Question 29: A woman taking cetirizine for allergic rhinitis complains of excessive sleepiness. Which of the following is the best alternative with minimal sedative effect?

A. Promethazine
B. Fexofenadine (Correct Answer)
C. Diphenhydramine
D. Hydroxyzine

Explanation: ***Fexofenadine***- It is a second-generation H1 antihistamine that has the **lowest lipophilicity** and is actively transported out of the central nervous system (CNS) by the **P-glycoprotein** pump.- This mechanism results in **minimal to virtually no sedative effects**, making it the best non-sedating alternative to cetirizine.*Hydroxyzine*- This is a first-generation H1 antihistamine that easily crosses the **blood-brain barrier** (BBB).- It is known for its significant **sedative** and **anxiolytic properties**, and would worsen the patient's complaint of excessive sleepiness.*Diphenhydramine*- As a highly lipophilic, first-generation antihistamine, it exhibits profound CNS penetration and causes profound **drowsiness** and cognitive impairment.- It also possesses potent **anticholinergic effects**, which contribute significantly to various side effects but not lack of sedation.*Promethazine*- This drug is a first-generation antihistamine known for its **strong antiemetic** and highly **sedative** properties.- It is structurally related to phenothiazine antipsychotics and would likely cause **more severe sleepiness** than cetirizine.

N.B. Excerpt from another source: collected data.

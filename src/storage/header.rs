//! Archive header parsing.
//!
//! Every archive starts with a length-prefixed, checksummed XML element that
//! describes the rest of the file:
//!
//! ```text
//! u32 BE length | length bytes of XML text | u32 LE adler32 of the text
//! ```
//!
//! The text is UTF-16LE when its second byte is zero and UTF-8 otherwise. The root
//! element is `Dictionary` for definition archives (`.mdx`) and `Library_Data` for
//! resource archives (`.mdd`).
//!
//! # Examples
//!
//! ```
//! use mdict_archive::storage::header::{ArchiveKind, FormatVersion, HeaderMetadata};
//!
//! let xml = r#"<Dictionary RequiredEngineVersion="2.0" Encrypted="No" Encoding="UTF-8" Title="Demo"/>"#;
//! let header = HeaderMetadata::from_xml(xml)?;
//! assert_eq!(header.kind, ArchiveKind::Mdx);
//! assert_eq!(header.version, FormatVersion::V2);
//! assert_eq!(header.title, "Demo");
//! # Ok::<(), mdict_archive::MdictError>(())
//! ```

use std::io::Read;

use byteorder::{BigEndian, LittleEndian, ReadBytesExt};
use encoding_rs::Encoding;
use log::{debug, warn};
use quick_xml::events::Event;

use crate::storage::reader_helper::{decode_bytes_to_string, get_encoding_object_by_label, is_wide_encoding};
use crate::utils::io_utils::read_exact_to_vec;
use crate::utils::key_fold::KeyFolding;
use crate::{MdictError, Result};

/// Headers larger than this are rejected before allocation.
const MAX_HEADER_LEN: u32 = 16 << 20;

/// Binary layout generation of the archive.
#[derive(Clone, Copy, PartialEq, Eq, Debug)]
pub enum FormatVersion {
    /// Engine 1.x: 4-byte integers, one-byte key lengths
    V1 = 1,
    /// Engine 2.x: 8-byte integers, two-byte key lengths, terminated keys
    V2 = 2,
}

impl FormatVersion {
    /// Maps a `RequiredEngineVersion` value such as "2.0" to a layout.
    ///
    /// # Errors
    ///
    /// Returns `MalformedHeader` for unparsable values and for engine 3.0 or newer,
    /// which uses an unrelated container.
    pub fn from_engine_version(version: &str) -> Result<Self> {
        let number = version.trim().parse::<f32>()
            .map_err(|_| MdictError::malformed_header(format!("Invalid RequiredEngineVersion: {:?}", version)))?;
        if !number.is_finite() || number < 0.0 {
            return Err(MdictError::malformed_header(format!("Invalid RequiredEngineVersion: {:?}", version)));
        }
        if number < 2.0 {
            Ok(FormatVersion::V1)
        } else if number < 3.0 {
            Ok(FormatVersion::V2)
        } else {
            Err(MdictError::malformed_header(format!("Unsupported engine version: {}", version)))
        }
    }

    /// Width in bytes of the section integers.
    pub fn int_width(&self) -> usize {
        match self {
            FormatVersion::V1 => 4,
            FormatVersion::V2 => 8,
        }
    }
}

/// Definition archive or resource archive.
#[derive(Clone, Copy, PartialEq, Eq, Debug)]
pub enum ArchiveKind {
    /// `.mdx`, records are text
    Mdx,
    /// `.mdd`, records are binary resources
    Mdd,
}

/// Which index sections are encrypted, from the `Encrypted` attribute.
#[derive(Clone, Copy, PartialEq, Eq, Debug, Default)]
pub struct EncryptionFlags {
    /// The key-block-info summary is Salsa20/8-encrypted with a registration key (bit 0)
    pub key_info_header: bool,
    /// The key-block-info block is scrambled with the checksum-keyed cipher (bit 1)
    pub key_info_block: bool,
}

impl EncryptionFlags {
    /// Parses `Yes`, `No` or an integer bit set.
    pub fn parse(value: &str) -> Result<Self> {
        let value = value.trim();
        if value.eq_ignore_ascii_case("yes") {
            return Ok(Self { key_info_header: false, key_info_block: true });
        }
        if value.eq_ignore_ascii_case("no") {
            return Ok(Self::default());
        }
        let bits = value.parse::<u32>()
            .map_err(|_| MdictError::malformed_header(format!("Invalid Encrypted attribute: {:?}", value)))?;
        Ok(Self {
            key_info_header: bits & 0x01 != 0,
            key_info_block: bits & 0x02 != 0,
        })
    }
}

/// Attributes of the header element.
#[derive(Clone, Debug)]
pub struct HeaderMetadata {
    pub kind: ArchiveKind,
    pub version: FormatVersion,
    pub encryption: EncryptionFlags,
    /// Encoding of keys and mdx records
    pub encoding: &'static Encoding,
    pub key_case_sensitive: bool,
    pub strip_key: bool,

    pub required_engine_version: String,
    pub generated_by_engine_version: String,
    pub title: String,
    pub description: String,
    pub creation_date: String,
    pub style_sheet: String,
    pub format: String,
    pub register_by: String,
    pub is_compact_format: bool,
    pub left_to_right: bool,

    /// Every attribute in document order, values unescaped
    pub attributes: Vec<(String, String)>,
    pub raw_xml: String,
}

fn get_node_attr_str<'a>(attrs: &'a [(String, String)], key: &str) -> Option<&'a str> {
    attrs.iter().find(|(k, _)| k == key).map(|(_, v)| v.as_str())
}

fn get_node_attr_bool(attrs: &[(String, String)], key: &str, default: bool) -> bool {
    match get_node_attr_str(attrs, key).map(|v| v.trim().to_lowercase()) {
        Some(v) if v == "yes" || v == "true" => true,
        Some(v) if v == "no" || v == "false" => false,
        _ => default,
    }
}

fn owned_attr(attrs: &[(String, String)], key: &str) -> String {
    get_node_attr_str(attrs, key).unwrap_or_default().to_string()
}

fn parse_root(xml: &str) -> Result<(String, Vec<(String, String)>)> {
    let mut reader = quick_xml::Reader::from_str(xml);
    let mut buf = Vec::new();
    loop {
        let event = reader.read_event_into(&mut buf)
            .map_err(|e| MdictError::malformed_header(format!("Failed to parse XML: {}", e)))?;
        match event {
            Event::Start(e) | Event::Empty(e) => {
                let name = std::str::from_utf8(e.name().as_ref())
                    .map_err(|e| MdictError::malformed_header(format!("Invalid UTF-8 in XML: {}", e)))?
                    .to_string();
                let mut attrs = Vec::new();
                for attr_result in e.attributes().with_checks(false) {
                    let attr = attr_result
                        .map_err(|e| MdictError::malformed_header(format!("Failed to parse XML attributes: {}", e)))?;
                    let key = String::from_utf8_lossy(attr.key.as_ref()).into_owned();
                    let raw = String::from_utf8_lossy(attr.value.as_ref()).into_owned();
                    // Descriptions often carry bare '&', keep those verbatim
                    let value = quick_xml::escape::unescape(&raw)
                        .map(|v| v.into_owned())
                        .unwrap_or_else(|_| raw.clone());
                    attrs.push((key, value));
                }
                return Ok((name, attrs));
            }
            Event::Eof => return Err(MdictError::malformed_header("No root element found in XML")),
            _ => {}
        }
    }
}

impl HeaderMetadata {
    /// Builds the metadata from the header element text.
    pub fn from_xml(xml: &str) -> Result<Self> {
        let (root_name, attrs) = parse_root(xml)?;
        let kind = match root_name.to_lowercase().as_str() {
            "dictionary" => ArchiveKind::Mdx,
            "library_data" => ArchiveKind::Mdd,
            other => return Err(MdictError::malformed_header(format!("Unknown root element: {}", other))),
        };

        let required_engine_version = get_node_attr_str(&attrs, "RequiredEngineVersion")
            .ok_or_else(|| MdictError::malformed_header("Missing RequiredEngineVersion"))?
            .to_string();
        let mut version = FormatVersion::from_engine_version(&required_engine_version)?;
        let mut encryption = EncryptionFlags::parse(
            get_node_attr_str(&attrs, "Encrypted").ok_or_else(|| MdictError::malformed_header("Missing Encrypted"))?,
        )?;

        let encoding = match kind {
            // Resource names are always stored as UTF-16LE in the 2.0 layout
            ArchiveKind::Mdd => {
                version = FormatVersion::V2;
                encoding_rs::UTF_16LE
            }
            ArchiveKind::Mdx => get_encoding_object_by_label(get_node_attr_str(&attrs, "Encoding").unwrap_or_default())?,
        };

        // the 1.x layout stores its key index in the clear whatever Encrypted says
        if version == FormatVersion::V1 && encryption != EncryptionFlags::default() {
            warn!("Ignoring Encrypted={:?} on a 1.x archive", get_node_attr_str(&attrs, "Encrypted").unwrap_or_default());
            encryption = EncryptionFlags::default();
        }

        // Compat is an old misspelling of Compact
        let is_compact_format = get_node_attr_bool(&attrs, "Compact", get_node_attr_bool(&attrs, "Compat", false));

        Ok(Self {
            kind,
            version,
            encryption,
            encoding,
            key_case_sensitive: get_node_attr_bool(&attrs, "KeyCaseSensitive", false),
            strip_key: kind == ArchiveKind::Mdx && get_node_attr_bool(&attrs, "StripKey", false),
            generated_by_engine_version: owned_attr(&attrs, "GeneratedByEngineVersion"),
            title: owned_attr(&attrs, "Title"),
            description: owned_attr(&attrs, "Description"),
            creation_date: owned_attr(&attrs, "CreationDate"),
            style_sheet: owned_attr(&attrs, "StyleSheet"),
            format: owned_attr(&attrs, "Format"),
            register_by: owned_attr(&attrs, "RegisterBy"),
            is_compact_format,
            left_to_right: get_node_attr_bool(&attrs, "Left2Right", true),
            required_engine_version,
            attributes: attrs,
            raw_xml: xml.to_string(),
        })
    }

    /// Reads the framed header and leaves `reader` just past its checksum.
    pub fn from_reader<R: Read>(reader: &mut R) -> Result<Self> {
        let xml = read_header_text(reader)?;
        debug!("Archive header: {}", xml);
        Self::from_xml(&xml)
    }

    pub fn is_mdd(&self) -> bool {
        self.kind == ArchiveKind::Mdd
    }

    /// Whether keys and text use two-byte code units.
    pub fn is_utf16(&self) -> bool {
        is_wide_encoding(self.encoding)
    }

    /// Looks up any header attribute by its exact name.
    pub fn attribute(&self, name: &str) -> Option<&str> {
        get_node_attr_str(&self.attributes, name)
    }

    /// Folding rules the archive's keys were sorted under.
    pub fn key_folding(&self) -> KeyFolding {
        KeyFolding {
            fold_case: !self.key_case_sensitive,
            alpha_and_digit_only: self.strip_key,
            unify_separators: self.is_mdd(),
        }
    }
}

fn read_header_text<R: Read>(reader: &mut R) -> Result<String> {
    let length = reader.read_u32::<BigEndian>()
        .map_err(|e| MdictError::malformed_header(format!("Missing header length: {}", e)))?;
    if length == 0 || length > MAX_HEADER_LEN {
        return Err(MdictError::malformed_header(format!("Invalid header length: {}", length)));
    }
    let data = read_exact_to_vec(reader, length as usize)
        .map_err(|e| MdictError::malformed_header(format!("Header truncated: {}", e)))?;
    let checksum = reader.read_u32::<LittleEndian>()
        .map_err(|e| MdictError::malformed_header(format!("Missing header checksum: {}", e)))?;
    let actual = adler::adler32_slice(&data);
    if checksum != actual {
        return Err(MdictError::malformed_header(format!(
            "Header checksum mismatch: expected {:#010x}, got {:#010x}", checksum, actual
        )));
    }
    let encoding = if data.len() > 1 && data[1] == 0 { encoding_rs::UTF_16LE } else { encoding_rs::UTF_8 };
    Ok(decode_bytes_to_string(&data, encoding))
}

Question 30: Which of the following drugs acts by inhibiting the catechol-O-methyltransferase enzyme?

A. Amantadine
B. Selegiline
C. Tolcapone (Correct Answer)
D. Rotigotine

Explanation: ***Tolcapone***- **Tolcapone** is a potent inhibitor of **catechol-O-methyltransferase (COMT)**, an enzyme responsible for metabolizing dopamine and levodopa. - By inhibiting COMT, Tolcapone increases the bioavailability and half-life of **levodopa** in the brain, thereby improving motor symptoms in **Parkinson's disease**.*Amantadine*- Amantadine is thought to enhance the synthesis and release of **dopamine** from presynaptic nerve terminals. - It also acts as a non-competitive antagonist of the **N-methyl-D-aspartate (NMDA) receptor**, providing benefit primarily for **dyskinesia** associated with long-term levodopa use.*Rotigotine*- **Rotigotine** is classified as a non-ergot **dopamine agonist**, meaning it directly stimulates post-synaptic dopamine receptors (D2 and D3). - It is often administered as a **transdermal patch** for continuous dopamine stimulation, helping to manage motor fluctuations in Parkinson's disease.*Selegiline*- **Selegiline** is an inhibitor of **Monoamine Oxidase type B (MAO-B)**, an enzyme subgroup that preferentially metabolizes dopamine in the brain. - By selectively blocking MAO-B, it reduces the breakdown of dopamine, thereby potentiating the effects of endogenous and administered levodopa.